Volterra: medieval town

Built on a hilly ridge between the valleys of the Era and Cecina rivers, enclosed by a double curtain of walls (the Etruscan and the medieval), Volterra, in the province of Pisa is one of the most important centers of Tuscany, both for the presence of monuments that attest to the civilizations that have succeeded one another over thirty centuries, and for the working of Tuscan alabaster, the artifacts of which today constitute one of the most typical and traditional products of Italian craftsmanship.

Volterra is a town not yet contaminated by the dizzying pace of contemporary life, and those who come here immediately have the impression of being in front of a peculiar city, where one has the feeling of living in the ancient, among the narrow alleys of a medieval village, among crafts rooted in an Etruscan past. With its predominantly medieval appearance, it preserves abundant relics from the Etruscan period, such as the Porta all’Arco, the Acropolis, and the city walls still visible in some parts of the city.

The Roman presence, on the other hand, is documented by the important remains of the Roman Theater, dating from the Augustan period, thermal buildings, and a large water cistern.

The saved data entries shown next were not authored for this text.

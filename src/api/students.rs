//! Client wrappers for student records.

use serde::{Deserialize, Serialize};

use crate::api::{Envelope, PageResult};
use crate::error::Error;
use crate::transport::Transport;

#[derive(Clone, Debug, Serialize, Deserialize)]
#[serde(rename_all = "camelCase")]
pub struct Student {
    pub id: i64,
    pub student_no: String,
    pub name: String,
    pub gender: String,
    #[serde(default)]
    pub college: Option<String>,
    #[serde(default)]
    pub major: Option<String>,
    #[serde(default)]
    pub class_name: Option<String>,
    #[serde(default)]
    pub phone: Option<String>,
    pub status: String,
}

#[derive(Clone, Debug, Default, Serialize)]
#[serde(rename_all = "camelCase")]
pub struct ListStudentsParams {
    #[serde(skip_serializing_if = "Option::is_none")]
    pub gender: Option<String>,
    #[serde(skip_serializing_if = "Option::is_none")]
    pub status: Option<String>,
    #[serde(skip_serializing_if = "Option::is_none")]
    pub keyword: Option<String>,
    #[serde(skip_serializing_if = "Option::is_none")]
    pub page: Option<u32>,
    #[serde(skip_serializing_if = "Option::is_none")]
    pub page_size: Option<u32>,
    #[serde(skip_serializing_if = "Option::is_none")]
    pub sort_by: Option<String>,
    #[serde(skip_serializing_if = "Option::is_none")]
    pub sort_order: Option<String>,
}

#[derive(Clone, Debug, Serialize)]
#[serde(rename_all = "camelCase")]
pub struct StudentPayload {
    pub student_no: String,
    pub name: String,
    pub gender: String,
    #[serde(skip_serializing_if = "Option::is_none")]
    pub college: Option<String>,
    #[serde(skip_serializing_if = "Option::is_none")]
    pub major: Option<String>,
    #[serde(skip_serializing_if = "Option::is_none")]
    pub class_name: Option<String>,
    #[serde(skip_serializing_if = "Option::is_none")]
    pub phone: Option<String>,
    #[serde(skip_serializing_if = "Option::is_none")]
    pub status: Option<String>,
}

/// # Errors
/// Propagates transport failures.
pub async fn list_students(
    transport: &Transport,
    params: &ListStudentsParams,
) -> Result<Envelope<PageResult<Student>>, Error> {
    transport.get_with_query("/api/v1/students", params).await
}

/// # Errors
/// Propagates transport failures.
pub async fn get_student(transport: &Transport, id: i64) -> Result<Envelope<Student>, Error> {
    transport.get(&format!("/api/v1/students/{id}")).await
}

/// # Errors
/// Propagates transport failures.
pub async fn create_student(
    transport: &Transport,
    payload: &StudentPayload,
) -> Result<Envelope<Student>, Error> {
    transport.post("/api/v1/students", payload).await
}

/// # Errors
/// Propagates transport failures.
pub async fn update_student(
    transport: &Transport,
    id: i64,
    payload: &StudentPayload,
) -> Result<Envelope<Student>, Error> {
    transport
        .put(&format!("/api/v1/students/{id}"), payload)
        .await
}

/// # Errors
/// Propagates transport failures.
pub async fn delete_student(transport: &Transport, id: i64) -> Result<Envelope<()>, Error> {
    transport.delete(&format!("/api/v1/students/{id}")).await
}
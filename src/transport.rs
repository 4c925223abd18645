//! HTTP transport shared by every API client. It centralizes request
//! construction, bearer-header attachment, and the two global interception
//! behaviors: a 401 tears the session down and routes to the login page, a
//! 403 only raises a notice. Everything else passes through to the caller.

use std::sync::{Arc, Mutex, PoisonError};

use reqwest::{Method, RequestBuilder, StatusCode};
use secrecy::ExposeSecret;
use serde::Serialize;
use serde::de::DeserializeOwned;
use tracing::{Instrument, debug, error, info_span, warn};
use url::Url;

use crate::api::Envelope;
use crate::config::AppConfig;
use crate::error::Error;
use crate::routes::LOGIN_PATH;
use crate::session::SessionContext;

/// Notice raised when the backend rejects the credential.
pub const SESSION_EXPIRED_NOTICE: &str = "Your session has expired. Please sign in again.";
/// Notice raised when the backend denies an operation.
pub const FORBIDDEN_NOTICE: &str = "You do not have permission to perform this action.";

/// Maximum number of error-body characters surfaced to the caller.
const MAX_ERROR_CHARS: usize = 200;

/// Host-shell seam for reading and replacing the current location.
pub trait Navigator: Send + Sync {
    fn current_path(&self) -> String;
    fn replace(&self, path: &str);
}

/// Host-shell seam for user-visible notices.
pub trait Notifier: Send + Sync {
    fn error(&self, message: &str);
    fn warning(&self, message: &str);
}

/// In-memory [`Navigator`] suitable for shells and tests.
#[derive(Debug)]
pub struct MemoryNavigator {
    path: Mutex<String>,
}

impl MemoryNavigator {
    #[must_use]
    pub fn new(initial: &str) -> Self {
        Self {
            path: Mutex::new(initial.to_string()),
        }
    }
}

impl Navigator for MemoryNavigator {
    fn current_path(&self) -> String {
        self.path
            .lock()
            .unwrap_or_else(PoisonError::into_inner)
            .clone()
    }

    fn replace(&self, path: &str) {
        debug!("navigating to {path}");
        *self.path.lock().unwrap_or_else(PoisonError::into_inner) = path.to_string();
    }
}

/// [`Notifier`] that routes notices to the tracing subscriber.
#[derive(Clone, Copy, Debug, Default)]
pub struct LogNotifier;

impl Notifier for LogNotifier {
    fn error(&self, message: &str) {
        error!("{message}");
    }

    fn warning(&self, message: &str) {
        warn!("{message}");
    }
}

struct TransportInner {
    client: reqwest::Client,
    base_url: String,
    context: SessionContext,
    navigator: Arc<dyn Navigator>,
    notifier: Arc<dyn Notifier>,
}

/// Arc-shared HTTP transport. Cloning is cheap and shares the client,
/// session context, and shell seams.
#[derive(Clone)]
pub struct Transport {
    inner: Arc<TransportInner>,
}

impl Transport {
    /// Builds the transport from configuration and the injected session
    /// context and shell seams.
    ///
    /// # Errors
    /// Returns [`Error::Config`] if the API base URL is invalid or the HTTP
    /// client cannot be constructed.
    pub fn new(
        config: &AppConfig,
        context: SessionContext,
        navigator: Arc<dyn Navigator>,
        notifier: Arc<dyn Notifier>,
    ) -> Result<Self, Error> {
        let base_url = config.api_base_url.trim().trim_end_matches('/').to_string();
        Url::parse(&base_url)
            .map_err(|err| Error::Config(format!("invalid API base URL {base_url:?}: {err}")))?;

        let client = reqwest::Client::builder()
            .user_agent(crate::APP_USER_AGENT)
            .connect_timeout(config.connect_timeout)
            .timeout(config.request_timeout)
            .build()
            .map_err(|err| Error::Config(format!("failed to build HTTP client: {err}")))?;

        Ok(Self {
            inner: Arc::new(TransportInner {
                client,
                base_url,
                context,
                navigator,
                notifier,
            }),
        })
    }

    /// # Errors
    /// See [`Transport::execute`].
    pub async fn get<T: DeserializeOwned>(&self, path: &str) -> Result<Envelope<T>, Error> {
        let url = self.url(path);
        self.execute(self.inner.client.get(&url), Method::GET, &url)
            .await
    }

    /// # Errors
    /// See [`Transport::execute`].
    pub async fn get_with_query<T, Q>(&self, path: &str, query: &Q) -> Result<Envelope<T>, Error>
    where
        T: DeserializeOwned,
        Q: Serialize + ?Sized,
    {
        let url = self.url(path);
        self.execute(self.inner.client.get(&url).query(query), Method::GET, &url)
            .await
    }

    /// # Errors
    /// See [`Transport::execute`].
    pub async fn post<T, B>(&self, path: &str, body: &B) -> Result<Envelope<T>, Error>
    where
        T: DeserializeOwned,
        B: Serialize + ?Sized,
    {
        let url = self.url(path);
        self.execute(self.inner.client.post(&url).json(body), Method::POST, &url)
            .await
    }

    /// POST without a body, for action endpoints that need none.
    ///
    /// # Errors
    /// See [`Transport::execute`].
    pub async fn post_empty<T: DeserializeOwned>(&self, path: &str) -> Result<Envelope<T>, Error> {
        let url = self.url(path);
        self.execute(self.inner.client.post(&url), Method::POST, &url)
            .await
    }

    /// # Errors
    /// See [`Transport::execute`].
    pub async fn put<T, B>(&self, path: &str, body: &B) -> Result<Envelope<T>, Error>
    where
        T: DeserializeOwned,
        B: Serialize + ?Sized,
    {
        let url = self.url(path);
        self.execute(self.inner.client.put(&url).json(body), Method::PUT, &url)
            .await
    }

    /// # Errors
    /// See [`Transport::execute`].
    pub async fn delete<T: DeserializeOwned>(&self, path: &str) -> Result<Envelope<T>, Error> {
        let url = self.url(path);
        self.execute(self.inner.client.delete(&url), Method::DELETE, &url)
            .await
    }

    fn url(&self, path: &str) -> String {
        format!("{}/{}", self.inner.base_url, path.trim_start_matches('/'))
    }

    /// Sends the request with the bearer header attached and applies the
    /// global interception rules before decoding the envelope.
    ///
    /// # Errors
    /// [`Error::AuthExpired`] on 401 (after clearing the session and routing
    /// to the login page), [`Error::Forbidden`] on 403 (notice only),
    /// [`Error::Http`] on other non-success statuses, [`Error::Timeout`] /
    /// [`Error::Network`] on transport failures, and [`Error::Decode`] when
    /// the body is not a valid envelope.
    async fn execute<T: DeserializeOwned>(
        &self,
        request: RequestBuilder,
        method: Method,
        url: &str,
    ) -> Result<Envelope<T>, Error> {
        let mut request = request.header(reqwest::header::ACCEPT, "application/json");
        if let Some(credential) = self.inner.context.credential() {
            request = request.bearer_auth(credential.expose_secret());
        }

        debug!("api request: {} {}", method, url);
        let span = info_span!(
            "api.request",
            http.method = %method,
            url = %url
        );
        let response = request
            .send()
            .instrument(span)
            .await
            .map_err(map_send_error)?;

        let status = response.status();
        if status == StatusCode::UNAUTHORIZED {
            self.expire_session();
            return Err(Error::AuthExpired(format!(
                "credential rejected by {url}"
            )));
        }
        if status == StatusCode::FORBIDDEN {
            self.inner.notifier.warning(FORBIDDEN_NOTICE);
            return Err(Error::Forbidden(format!("operation denied by {url}")));
        }
        if !status.is_success() {
            let body = response.text().await.unwrap_or_default();
            return Err(Error::Http {
                status: status.as_u16(),
                message: sanitize_body(&body),
            });
        }

        let body = response
            .text()
            .await
            .map_err(|err| Error::Network(format!("failed to read response body: {err}")))?;
        serde_json::from_str(&body)
            .map_err(|err| Error::Decode(format!("invalid envelope from {url}: {err}")))
    }

    /// Full logout on a 401: clear state, route to the login page unless
    /// already there, and raise the session-expired notice.
    fn expire_session(&self) {
        self.inner.context.clear();
        if self.inner.navigator.current_path() != LOGIN_PATH {
            self.inner.navigator.replace(LOGIN_PATH);
        }
        self.inner.notifier.error(SESSION_EXPIRED_NOTICE);
    }
}

impl std::fmt::Debug for Transport {
    fn fmt(&self, f: &mut std::fmt::Formatter<'_>) -> std::fmt::Result {
        f.debug_struct("Transport")
            .field("base_url", &self.inner.base_url)
            .field("context", &self.inner.context)
            .finish()
    }
}

fn map_send_error(err: reqwest::Error) -> Error {
    if err.is_timeout() {
        Error::Timeout(format!("request timed out: {err}"))
    } else if err.is_connect() {
        Error::Network(format!("unable to reach the server: {err}"))
    } else {
        Error::Network(err.to_string())
    }
}

/// Trims and truncates HTTP error bodies before surfacing them.
fn sanitize_body(body: &str) -> String {
    let trimmed = body.trim();
    if trimmed.is_empty() {
        "request failed".to_string()
    } else {
        trimmed.chars().take(MAX_ERROR_CHARS).collect()
    }
}

#[cfg(test)]
mod tests {
    use super::{MemoryNavigator, Navigator, sanitize_body};

    #[test]
    fn sanitize_body_trims_and_truncates() {
        assert_eq!(sanitize_body("  "), "request failed");
        assert_eq!(sanitize_body(" oops \n"), "oops");
        let long = "x".repeat(500);
        assert_eq!(sanitize_body(&long).len(), 200);
    }

    #[test]
    fn memory_navigator_tracks_replacements() {
        let navigator = MemoryNavigator::new("/dashboard");
        assert_eq!(navigator.current_path(), "/dashboard");
        navigator.replace("/login");
        assert_eq!(navigator.current_path(), "/login");
    }
}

The medieval aspect of the city is not only evident in the urban layout, but emerges above all in the palaces, tower-houses and churches: the 13th-century Palazzo dei Priori, the Palazzo Pretorio, with its crenellated tower known as the Porcellino, the two groups of towers known as the Buonparenti and Bonaguidi, the 12th-century Cathedral, which preserves in its interior works from the medieval and Renaissance periods, and the Baptistery, an ancient 13th-century building with rows of Volterra stone.

In addition to the monuments and numerous testimonies of art and history, Volterra offers a view of the gentle hill passage that surrounds it, abruptly interrupted to the west by the wild and impressive spectacle of the Balze.